17 Jakobs vlucht in ballingschap

Zie Genesis 28-31

Omdat Jakob door Esau bedreigd werd met de dood, verliet hij als een vluchteling het vaderlijk huis; maar de zegen van zijn vader vergezelde hem. Isaäk had de verbondsbelofte aan hem vernieuwd, en hem opgedra­gen om als erfgenaam een vrouw te zoeken bij de familie van zijn moeder in Mesopotamië. Toch ging Jakob met een bezwaard hart op zijn eenzame reis. Met alleen zijn staf in de hand moest hij honderden kilometers afleg­gen door streken die bewoond werden door woeste, zwervende stammen. In zijn zelfverwijt en schuchterheid trachtte hij de mensen te ontlopen, zo­dat ze zijn vertoornde broer niet konden waarschuwen. Hij vreesde dat hij de zegen die God hem wilde geven, voor eeuwig had verbeurd, en satan stond klaar om hem met zijn verzoekingen aan te vallen.

Op de avond van de tweede dag was hij op geruime afstand van de tenten van zijn vader. Hij had het gevoel dat hij een verworpene was, en hij wist dat hij al zijn moeilijkheden te wijten had aan zijn eigen verkeerde handelwijze. Duistere wanhoop legde beslag op zijn ziel. Hij durfde haast niet te bidden. Maar hij voelde zich zo verlaten, dat hij meer dan ooit be­hoefte had aan Gods bescherming. Met tranen en in diepe ootmoed beleed hij zijn zonde en smeekte om een teken, dat hij niet geheel en al verlaten was. Toch vond zijn bezwaard hart nog geen opluchting. Hij had alle zelfvertrouwen verloren en vreesde dat de God van zijn vaderen hem ver­worpen had.

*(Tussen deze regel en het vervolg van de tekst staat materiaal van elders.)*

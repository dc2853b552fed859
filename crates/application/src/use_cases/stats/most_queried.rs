use crate::ports::{MostQueriedDomain, TransactionStore};
use packtrace_domain::DomainError;
use std::sync::Arc;

/// Query-role rows grouped by domain, busiest domains first.
pub struct GetMostQueriedDomainsUseCase {
    store: Arc<dyn TransactionStore>,
}

impl GetMostQueriedDomainsUseCase {
    pub fn new(store: Arc<dyn TransactionStore>) -> Self {
        Self { store }
    }

    pub async fn execute(&self) -> Result<Vec<MostQueriedDomain>, DomainError> {
        self.store.most_queried_domains().await
    }
}
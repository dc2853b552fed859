use serde::{Deserialize, Serialize};

#[derive(Debug, Clone, Deserialize, Serialize)]
pub struct DatabaseConfig {
    #[serde(default = "default_db_path")]
    pub path: String,

    #[serde(default = "default_max_connections")]
    pub max_connections: u32,

    /// How long a writer waits on a locked database before giving up.
    #[serde(default = "default_busy_timeout_secs")]
    pub busy_timeout_secs: u64,
}

impl Default for DatabaseConfig {
    fn default() -> Self {
        Self {
            path: default_db_path(),
            max_connections: default_max_connections(),
            busy_timeout_secs: default_busy_timeout_secs(),
        }
    }
}

fn default_db_path() -> String {
    "./packtrace.db".to_string()
}

fn default_max_connections() -> u32 {
    5
}

fn default_busy_timeout_secs() -> u64 {
    30
}
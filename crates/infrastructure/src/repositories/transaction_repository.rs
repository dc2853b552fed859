use async_trait::async_trait;
use chrono::{DateTime, NaiveDateTime, Utc};
use packtrace_application::ports::{
    DistinctQuery, MostQueriedDomain, TimeBucket, TransactionStore,
};
use packtrace_domain::{DnsTransaction, DomainError, Role, StoredTransaction};
use sqlx::sqlite::SqliteRow;
use sqlx::{Row, SqlitePool};
use tracing::{debug, error, instrument};

/// Append-only SQLite log of DNS transactions.
pub struct SqliteTransactionStore {
    pool: SqlitePool,
}

impl SqliteTransactionStore {
    pub fn new(pool: SqlitePool) -> Self {
        Self { pool }
    }
}

/// Timestamps are stored verbatim; accept RFC3339 plus the space-separated
/// form older rows carry.
fn parse_timestamp(raw: &str) -> Option<DateTime<Utc>> {
    DateTime::parse_from_rfc3339(raw)
        .map(|dt| dt.with_timezone(&Utc))
        .ok()
        .or_else(|| {
            NaiveDateTime::parse_from_str(raw, "%Y-%m-%d %H:%M:%S")
                .map(|dt| dt.and_utc())
                .ok()
        })
}

fn row_to_stored(row: SqliteRow) -> Option<StoredTransaction> {
    let timestamp: String = row.get("timestamp");
    let role: String = row.get("role");

    Some(StoredTransaction {
        id: row.get("id"),
        timestamp: parse_timestamp(&timestamp)?,
        source: row.get("source_ip"),
        domain: row.get("domain"),
        query_type: row.get("query_type"),
        alias_path: row
            .get::<Option<String>, _>("alias_path")
            .unwrap_or_default(),
        response_addresses: row
            .get::<Option<String>, _>("response_ips")
            .unwrap_or_default(),
        role: Role::from_str(&role)?,
        correlation_id: row
            .get::<Option<i64>, _>("correlation_id")
            .map(|id| id as u16),
    })
}

#[async_trait]
impl TransactionStore for SqliteTransactionStore {
    #[instrument(skip(self, transaction))]
    async fn insert(&self, transaction: &DnsTransaction) -> Result<(), DomainError> {
        sqlx::query(
            "INSERT INTO dns_transactions
             (timestamp, source_ip, domain, query_type, alias_path, response_ips, role, correlation_id)
             VALUES (?, ?, ?, ?, ?, ?, ?, ?)",
        )
        .bind(&transaction.timestamp)
        .bind(&transaction.source)
        .bind(&transaction.domain)
        .bind(&transaction.query_type)
        .bind(&transaction.alias_path)
        .bind(transaction.joined_addresses())
        .bind(transaction.role.as_str())
        .bind(transaction.correlation_id as i64)
        .execute(&self.pool)
        .await
        .map_err(|e| {
            error!(error = %e, domain = %transaction.domain, "Failed to insert DNS transaction");
            DomainError::DatabaseError(e.to_string())
        })?;

        Ok(())
    }

    #[instrument(skip(self))]
    async fn recent(&self, limit: u32) -> Result<Vec<StoredTransaction>, DomainError> {
        let rows = sqlx::query(
            "SELECT id, timestamp, source_ip, domain, query_type, alias_path,
                    response_ips, role, correlation_id
             FROM dns_transactions
             ORDER BY id DESC
             LIMIT ?",
        )
        .bind(limit as i64)
        .fetch_all(&self.pool)
        .await
        .map_err(|e| {
            error!(error = %e, "Failed to fetch recent transactions");
            DomainError::DatabaseError(e.to_string())
        })?;

        let entries: Vec<StoredTransaction> = rows.into_iter().filter_map(row_to_stored).collect();
        debug!(count = entries.len(), "Recent transactions fetched");
        Ok(entries)
    }

    #[instrument(skip(self))]
    async fn most_queried_domains(&self) -> Result<Vec<MostQueriedDomain>, DomainError> {
        let rows = sqlx::query(
            "SELECT domain,
                    GROUP_CONCAT(correlation_id) AS correlation_ids,
                    COUNT(*) AS count
             FROM dns_transactions
             WHERE role = 'query'
             GROUP BY domain
             ORDER BY count DESC",
        )
        .fetch_all(&self.pool)
        .await
        .map_err(|e| {
            error!(error = %e, "Failed to fetch most queried domains");
            DomainError::DatabaseError(e.to_string())
        })?;

        let entries: Vec<MostQueriedDomain> = rows
            .into_iter()
            .map(|row| MostQueriedDomain {
                domain: row.get("domain"),
                correlation_ids: row
                    .get::<Option<String>, _>("correlation_ids")
                    .unwrap_or_default(),
                count: row.get::<i64, _>("count") as u64,
            })
            .collect();

        debug!(count = entries.len(), "Most queried domains fetched");
        Ok(entries)
    }

    #[instrument(skip(self))]
    async fn queries_over_time(&self) -> Result<Vec<TimeBucket>, DomainError> {
        let rows = sqlx::query(
            "SELECT strftime('%Y-%m-%d %H:%M', timestamp) AS bucket,
                    COUNT(*) AS count
             FROM dns_transactions
             GROUP BY bucket
             ORDER BY bucket ASC",
        )
        .fetch_all(&self.pool)
        .await
        .map_err(|e| {
            error!(error = %e, "Failed to fetch queries over time");
            DomainError::DatabaseError(e.to_string())
        })?;

        let entries: Vec<TimeBucket> = rows
            .into_iter()
            .filter_map(|row| {
                Some(TimeBucket {
                    bucket: row.get::<Option<String>, _>("bucket")?,
                    count: row.get::<i64, _>("count") as u64,
                })
            })
            .collect();

        debug!(buckets = entries.len(), "Query timeline fetched");
        Ok(entries)
    }

    #[instrument(skip(self))]
    async fn unique_domains(&self) -> Result<Vec<DistinctQuery>, DomainError> {
        let rows = sqlx::query("SELECT DISTINCT source_ip, domain, role FROM dns_transactions")
            .fetch_all(&self.pool)
            .await
            .map_err(|e| {
                error!(error = %e, "Failed to fetch unique domains");
                DomainError::DatabaseError(e.to_string())
            })?;

        let entries: Vec<DistinctQuery> = rows
            .into_iter()
            .filter_map(|row| {
                let role: String = row.get("role");
                Some(DistinctQuery {
                    source: row.get("source_ip"),
                    domain: row.get("domain"),
                    role: Role::from_str(&role)?,
                })
            })
            .collect();

        debug!(count = entries.len(), "Unique domains fetched");
        Ok(entries)
    }
}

Maar God liet Jakob niet in de steek. Zijn barmhartigheid gold nog steeds voor zijn dwalende, eenzame dienstknecht. Vol ontferming liet de Here zien waaraan Jakob het meest behoefte had - een Verlosser. Hij had gezondigd, maar zijn hart was vol van dank toen hij ontdekte hoe hij weer Gods gunst deelachtig kon worden.

Vermoeid van de reis legde de zwerver zich neer op de grond, met een steen als hoofdkussen. Terwijl hij sliep, zag hij een ladder, helder en schit­terend, die op de aarde rustte, terwijl het bovengedeelte reikte tot de he­mel. Op deze ladder daalden engelen neer en klommen ze op; bovenaan stond de Heer der heerlijkheid, en vanuit de hemel werd Zijn stem verno­men: "Ik ben de Here, de God van uw vader Abraham en de God van Isaak."
Het land waarop hij als vluchteling en balling lag te slapen, werd aan hem en zijn nageslacht beloofd met de woorden: "Met u en uw nageslacht zul­len alle geslachten des aardbodems gezegend worden." Aan Abraham en aan Isaäk was deze belofte reeds eerder gegeven; nu werd ze vernieuwd aan Jakob.

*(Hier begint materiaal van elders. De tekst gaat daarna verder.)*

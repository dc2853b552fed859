use packtrace_infrastructure::capture;

pub fn run() -> anyhow::Result<()> {
    for device in capture::list_devices()? {
        let addresses: Vec<String> = device
            .addresses
            .iter()
            .map(|a| a.addr.to_string())
            .collect();
        println!("{:<16} {}", device.name, addresses.join(", "));
    }
    Ok(())
}
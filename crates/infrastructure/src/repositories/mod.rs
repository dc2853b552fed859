pub mod transaction_repository;

pub use transaction_repository::SqliteTransactionStore;
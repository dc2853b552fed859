pub mod decoder;

use chrono::{DateTime, TimeZone, Utc};
use packtrace_domain::config::CaptureConfig;
use packtrace_domain::{DecodedPacket, DomainError, PacketMeta};
use pcap::{Capture, Device, Error as PcapError, PacketHeader};
use tokio::sync::mpsc;
use tokio::task::JoinHandle;
use tokio_util::sync::CancellationToken;
use tracing::{info, warn};

/// List capture devices as pcap reports them.
pub fn list_devices() -> Result<Vec<Device>, DomainError> {
    Device::list().map_err(|e| DomainError::CaptureError(e.to_string()))
}

/// Pick the first device that looks like a real network interface: up,
/// running, not loopback, and carrying at least one address. Falls back to
/// any up device.
pub fn default_device() -> Result<String, DomainError> {
    let devices = list_devices()?;

    for device in &devices {
        if device.name == "any" || device.flags.is_loopback() {
            continue;
        }
        if device.flags.is_up() && device.flags.is_running() && !device.addresses.is_empty() {
            return Ok(device.name.clone());
        }
    }

    for device in &devices {
        if device.name != "any" && device.flags.is_up() {
            return Ok(device.name.clone());
        }
    }

    Err(DomainError::NoUsableDevice)
}

/// A running live-capture session. Decoded packets arrive on `packets` in
/// capture order; cancelling the token stops the read loop.
pub struct CaptureSession {
    pub handle: JoinHandle<()>,
    pub packets: mpsc::Receiver<DecodedPacket>,
    pub cancel: CancellationToken,
}

/// Open a live session on `device` and stream decoded packets until the
/// token is cancelled or the receiver is dropped.
pub fn start(device: &str, cfg: &CaptureConfig) -> Result<CaptureSession, DomainError> {
    let selected = Device::list()
        .map_err(|e| DomainError::CaptureError(e.to_string()))?
        .into_iter()
        .find(|d| d.name == device)
        .ok_or_else(|| DomainError::DeviceNotFound(device.to_string()))?;

    let mut capture = Capture::from_device(selected)
        .map_err(|e| DomainError::CaptureError(e.to_string()))?
        .promisc(cfg.promiscuous)
        .snaplen(cfg.snaplen)
        .immediate_mode(true)
        .timeout(cfg.read_timeout_ms)
        .open()
        .map_err(|e| DomainError::CaptureError(e.to_string()))?;

    if let Some(bpf) = &cfg.bpf {
        capture
            .filter(bpf, true)
            .map_err(|e| DomainError::CaptureError(e.to_string()))?;
    }

    info!(device, "Capture started");

    let (tx, rx) = mpsc::channel(cfg.channel_capacity);
    let cancel = CancellationToken::new();
    let stop = cancel.clone();

    let handle = tokio::task::spawn_blocking(move || {
        loop {
            if stop.is_cancelled() {
                break;
            }

            match capture.next_packet() {
                Ok(packet) => {
                    let meta = PacketMeta {
                        timestamp: packet_timestamp(packet.header),
                        wire_length: packet.header.len,
                        captured_length: packet.header.caplen,
                    };
                    let layers = decoder::decode_layers(packet.data);

                    if tx.blocking_send(DecodedPacket { meta, layers }).is_err() {
                        info!("Packet channel closed, stopping capture");
                        break;
                    }
                }
                // Timeouts are expected; loop back to check the stop token.
                Err(PcapError::TimeoutExpired) => continue,
                Err(e) => {
                    warn!(error = %e, "Error reading packet");
                    continue;
                }
            }
        }
        info!("Capture loop terminated");
    });

    Ok(CaptureSession {
        handle,
        packets: rx,
        cancel,
    })
}

fn packet_timestamp(header: &PacketHeader) -> DateTime<Utc> {
    let nanos = (header.ts.tv_usec as u32).saturating_mul(1000);
    Utc.timestamp_opt(header.ts.tv_sec as i64, nanos)
        .single()
        .unwrap_or_else(Utc::now)
}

Toen werden de woorden van troost en bemoediging gesproken, om hem te helpen in zijn eenzaamheid en verdriet: "Zie, Ik ben met u en Ik zal u behoeden overal waar gij gaat, en Ik zal u wederbrengen naar dit land, want Ik zal u niet verlaten, totdat Ik gedaan heb wat Ik u heb toegezegd." De Here kende de boze invloeden die Jakob zouden omringen en de geva­ren waaraan hij zou zijn blootgesteld. In Zijn barmhartigheid liet Hij de toekomst zien aan de berouwvolle vluchteling, zodat hij Gods plannen voor hemzelf zou verstaan en zich kon voorbereiden op de verleidingen die zeker niet zouden uitblijven als hij woonde temidden van afgodendie­naars en sluwe mensen. Altijd zou hem een hoog ideaal voor ogen staan waarnaar hij moest streven; de wetenschap dat Gods doel door hem in vervulling zou gaan, zou hem gedurig aansporen om trouw te zijn.

In dit visioen werd aan Jakob het verlossingsplan geopenbaard, niet in zijn volheid, maar voor zover bepaalde gedeelten voor hem in die tijd van belang waren. De geheimzinnige ladder die hij in zijn droom zag, was de­zelfde ladder waarover Christus sprak in zijn onderhoud met Nathanaël. Hij zei: "Gij zult de hemel open zien en de engelen Gods opstijgen en nederdalen op de Zoon des mensen." Johannes 1:52

Vóór de opstand van de mens tegen Gods bestuur was er een direct contact geweest tussen God en de mens. Maar de zonde van Adam en Eva maakte een scheiding tussen de aarde en de hemel, zodat de mens geen omgang kon hebben met zijn Maker. Toch bleef de wereld niet achter in eenzame hopeloosheid. De ladder stelt Jezus voor, het door God aangewe­zen middel tot gemeenschap. Als Hij niet door Zijn eigen verdiensten de kloof die door de zonde ontstaan was, had overbrugd, zouden dienende en­gelen geen omgang gehad hebben met de gevallen mens. Christus verenigt de mens in zijn zwakheid en hulpeloosheid met de Bron van oneindige kracht.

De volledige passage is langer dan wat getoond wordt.